Exercise prompt => Copy out all the lines in the records that include the word "RelationshipKind".
--- Data Enclosed Below ---
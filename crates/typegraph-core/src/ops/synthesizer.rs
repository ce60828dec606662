//! Inverse REFERENCE synthesis
//!
//! Given a bidirectional ORIGIN, creates, refreshes, renames or removes the
//! REFERENCE mirror it owns on each target entity type. Every change lands
//! in the caller's `WorkingSet`; nothing is persisted here.

use std::collections::BTreeSet;

use tracing::debug;
use uuid::Uuid;

use super::store::EntityTypeStore;
use super::working_set::{JournalChange, WorkingSet};
use crate::errors::{Result, TypeGraphError};
use crate::model::{EntityType, RelationshipDefinition, RelationshipKind};

#[derive(Debug, Clone, Copy)]
pub struct RelationshipSynthesizer {
    suffix_start: u32,
}

impl Default for RelationshipSynthesizer {
    fn default() -> Self {
        Self { suffix_start: 2 }
    }
}

impl RelationshipSynthesizer {
    pub fn new(suffix_start: u32) -> Self {
        Self { suffix_start }
    }

    /// Upsert the REFERENCE for `origin` on every bidirectional target
    ///
    /// # Errors
    ///
    /// `MissingInverseName` if `origin` has no inverse name; loader errors
    /// for unknown targets.
    pub fn synthesize_inverses(
        &self,
        origin: &RelationshipDefinition,
        working_set: &mut WorkingSet,
        loader: &dyn EntityTypeStore,
    ) -> Result<Vec<RelationshipDefinition>> {
        let targets = origin.bidirectional_targets();
        self.synthesize_inverses_for(origin, &targets, working_set, loader)
    }

    /// Upsert the REFERENCE for `origin` on `targets` only
    ///
    /// An existing REFERENCE for the origin keeps its id and name; its
    /// cardinality, target set and protection are refreshed from the origin.
    /// A new one gets a fresh id and the origin's inverse name, suffixed
    /// `" 2"`, `" 3"`, … until unique on the target.
    ///
    /// # Errors
    ///
    /// Same as [`Self::synthesize_inverses`].
    pub fn synthesize_inverses_for(
        &self,
        origin: &RelationshipDefinition,
        targets: &BTreeSet<String>,
        working_set: &mut WorkingSet,
        loader: &dyn EntityTypeStore,
    ) -> Result<Vec<RelationshipDefinition>> {
        let inverse_name = origin
            .inverse_name()
            .ok_or_else(|| TypeGraphError::MissingInverseName {
                relationship_id: origin.id.clone(),
                name: origin.name.clone(),
            })?
            .to_string();

        let mut synthesized = Vec::with_capacity(targets.len());
        for target in targets {
            let target_type = working_set.resolve(target, loader)?;

            let (reference, change) = match target_type.reference_for_origin(&origin.id) {
                Some(existing) => {
                    let mut refreshed = existing.clone();
                    refresh_from_origin(&mut refreshed, origin);
                    (refreshed, JournalChange::Modified)
                }
                None => {
                    let name = self.unique_name(target_type, &inverse_name, None);
                    let mut reference = RelationshipDefinition::reference(
                        Uuid::now_v7().to_string(),
                        name,
                        target.clone(),
                        origin.cardinality.invert(),
                        origin.source_entity_type_key.clone(),
                        origin.id.clone(),
                    );
                    reference.protected = origin.protected;
                    (reference, JournalChange::Added)
                }
            };

            target_type.upsert_relationship(reference.clone());
            working_set.record(change, target, &reference);
            debug!(
                relationship_id = %origin.id,
                entity_type_key = %target,
                reference_id = %reference.id,
                reference_name = %reference.name,
                "synthesized inverse"
            );
            synthesized.push(reference);
        }

        Ok(synthesized)
    }

    /// Remove the REFERENCE for `origin_id` on `target_key`, if present
    ///
    /// An absent REFERENCE or a deleted target type is an already-cascaded
    /// state and yields `Ok(None)`.
    ///
    /// # Errors
    ///
    /// `EntityTypeNotFound` if the target type never existed.
    pub fn remove_inverse(
        &self,
        target_key: &str,
        origin_id: &str,
        working_set: &mut WorkingSet,
        loader: &dyn EntityTypeStore,
    ) -> Result<Option<RelationshipDefinition>> {
        let target_type = match working_set.resolve(target_key, loader) {
            Ok(t) => t,
            Err(TypeGraphError::EntityTypeDeleted { .. }) => return Ok(None),
            Err(e) => return Err(e),
        };

        let Some(reference_id) = target_type
            .reference_for_origin(origin_id)
            .map(|r| r.id.clone())
        else {
            return Ok(None);
        };

        let removed = target_type.remove_relationship(&reference_id);
        if let Some(reference) = &removed {
            working_set.record(JournalChange::Removed, target_key, reference);
            debug!(
                relationship_id = origin_id,
                entity_type_key = target_key,
                reference_id = %reference.id,
                "removed inverse"
            );
        }
        Ok(removed)
    }

    /// Follow an inverse-name change onto REFERENCEs still using the old default
    ///
    /// A REFERENCE is renamed only when its name is exactly the previous
    /// inverse name or matches `"<previous> <N>"`. Custom names are left alone.
    ///
    /// # Errors
    ///
    /// Loader errors for unknown targets.
    pub fn rename_inverse(
        &self,
        previous: &RelationshipDefinition,
        updated: &RelationshipDefinition,
        working_set: &mut WorkingSet,
        loader: &dyn EntityTypeStore,
    ) -> Result<Vec<RelationshipDefinition>> {
        let (Some(old_name), Some(new_name)) = (previous.inverse_name(), updated.inverse_name())
        else {
            return Ok(Vec::new());
        };

        let mut renamed = Vec::new();
        for target in updated.bidirectional_targets() {
            let target_type = working_set.resolve(&target, loader)?;
            let Some(mut reference) = target_type.reference_for_origin(&updated.id).cloned() else {
                continue;
            };
            if !is_default_inverse_name(&reference.name, old_name) {
                continue;
            }

            reference.name = self.unique_name(target_type, new_name, Some(&reference.id));
            target_type.upsert_relationship(reference.clone());
            working_set.record(JournalChange::Modified, &target, &reference);
            renamed.push(reference);
        }

        Ok(renamed)
    }

    /// Push the inverted cardinality of `updated` onto its existing REFERENCEs
    ///
    /// Only targets bidirectional both before and after the change are
    /// touched; the others are handled by synthesis or removal.
    ///
    /// # Errors
    ///
    /// `InverseMissing` if an expected REFERENCE does not exist.
    pub fn propagate_cardinality(
        &self,
        previous: &RelationshipDefinition,
        updated: &RelationshipDefinition,
        working_set: &mut WorkingSet,
        loader: &dyn EntityTypeStore,
    ) -> Result<Vec<RelationshipDefinition>> {
        if !(previous.is_bidirectional_origin() && updated.is_bidirectional_origin()) {
            return Ok(Vec::new());
        }

        let expected: BTreeSet<String> = previous
            .bidirectional_targets()
            .intersection(&updated.bidirectional_targets())
            .cloned()
            .collect();

        let mut propagated = Vec::with_capacity(expected.len());
        for target in expected {
            let target_type = working_set.resolve(&target, loader)?;
            let mut reference = target_type
                .reference_for_origin(&updated.id)
                .cloned()
                .ok_or_else(|| TypeGraphError::InverseMissing {
                    origin_id: updated.id.clone(),
                    target_key: target.clone(),
                    op: "propagate_cardinality".to_string(),
                })?;

            reference.cardinality = updated.cardinality.invert();
            target_type.upsert_relationship(reference.clone());
            working_set.record(JournalChange::Modified, &target, &reference);
            propagated.push(reference);
        }

        Ok(propagated)
    }

    fn unique_name(&self, entity_type: &EntityType, base: &str, except_id: Option<&str>) -> String {
        if !entity_type.is_name_taken(base, except_id) {
            return base.to_string();
        }

        let mut suffix = self.suffix_start;
        loop {
            let candidate = format!("{} {}", base, suffix);
            if !entity_type.is_name_taken(&candidate, except_id) {
                return candidate;
            }
            suffix = suffix.saturating_add(1);
        }
    }
}

fn refresh_from_origin(reference: &mut RelationshipDefinition, origin: &RelationshipDefinition) {
    reference.cardinality = origin.cardinality.invert();
    reference.entity_type_keys = Some(BTreeSet::from([origin.source_entity_type_key.clone()]));
    reference.protected = origin.protected;
    reference.kind = RelationshipKind::Reference {
        origin_relationship_id: Some(origin.id.clone()),
    };
}

/// `name` is `default` or `"<default> <N>"` for a decimal `N`
pub fn is_default_inverse_name(name: &str, default: &str) -> bool {
    if name == default {
        return true;
    }
    name.strip_prefix(default)
        .and_then(|rest| rest.strip_prefix(' '))
        .is_some_and(|n| !n.is_empty() && n.chars().all(|c| c.is_ascii_digit()))
}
--- End of Enclosed Data ---
Answer to this task =>
use crate::model::{EntityType, RelationshipDefinition, RelationshipKind};
    reference.kind = RelationshipKind::Reference {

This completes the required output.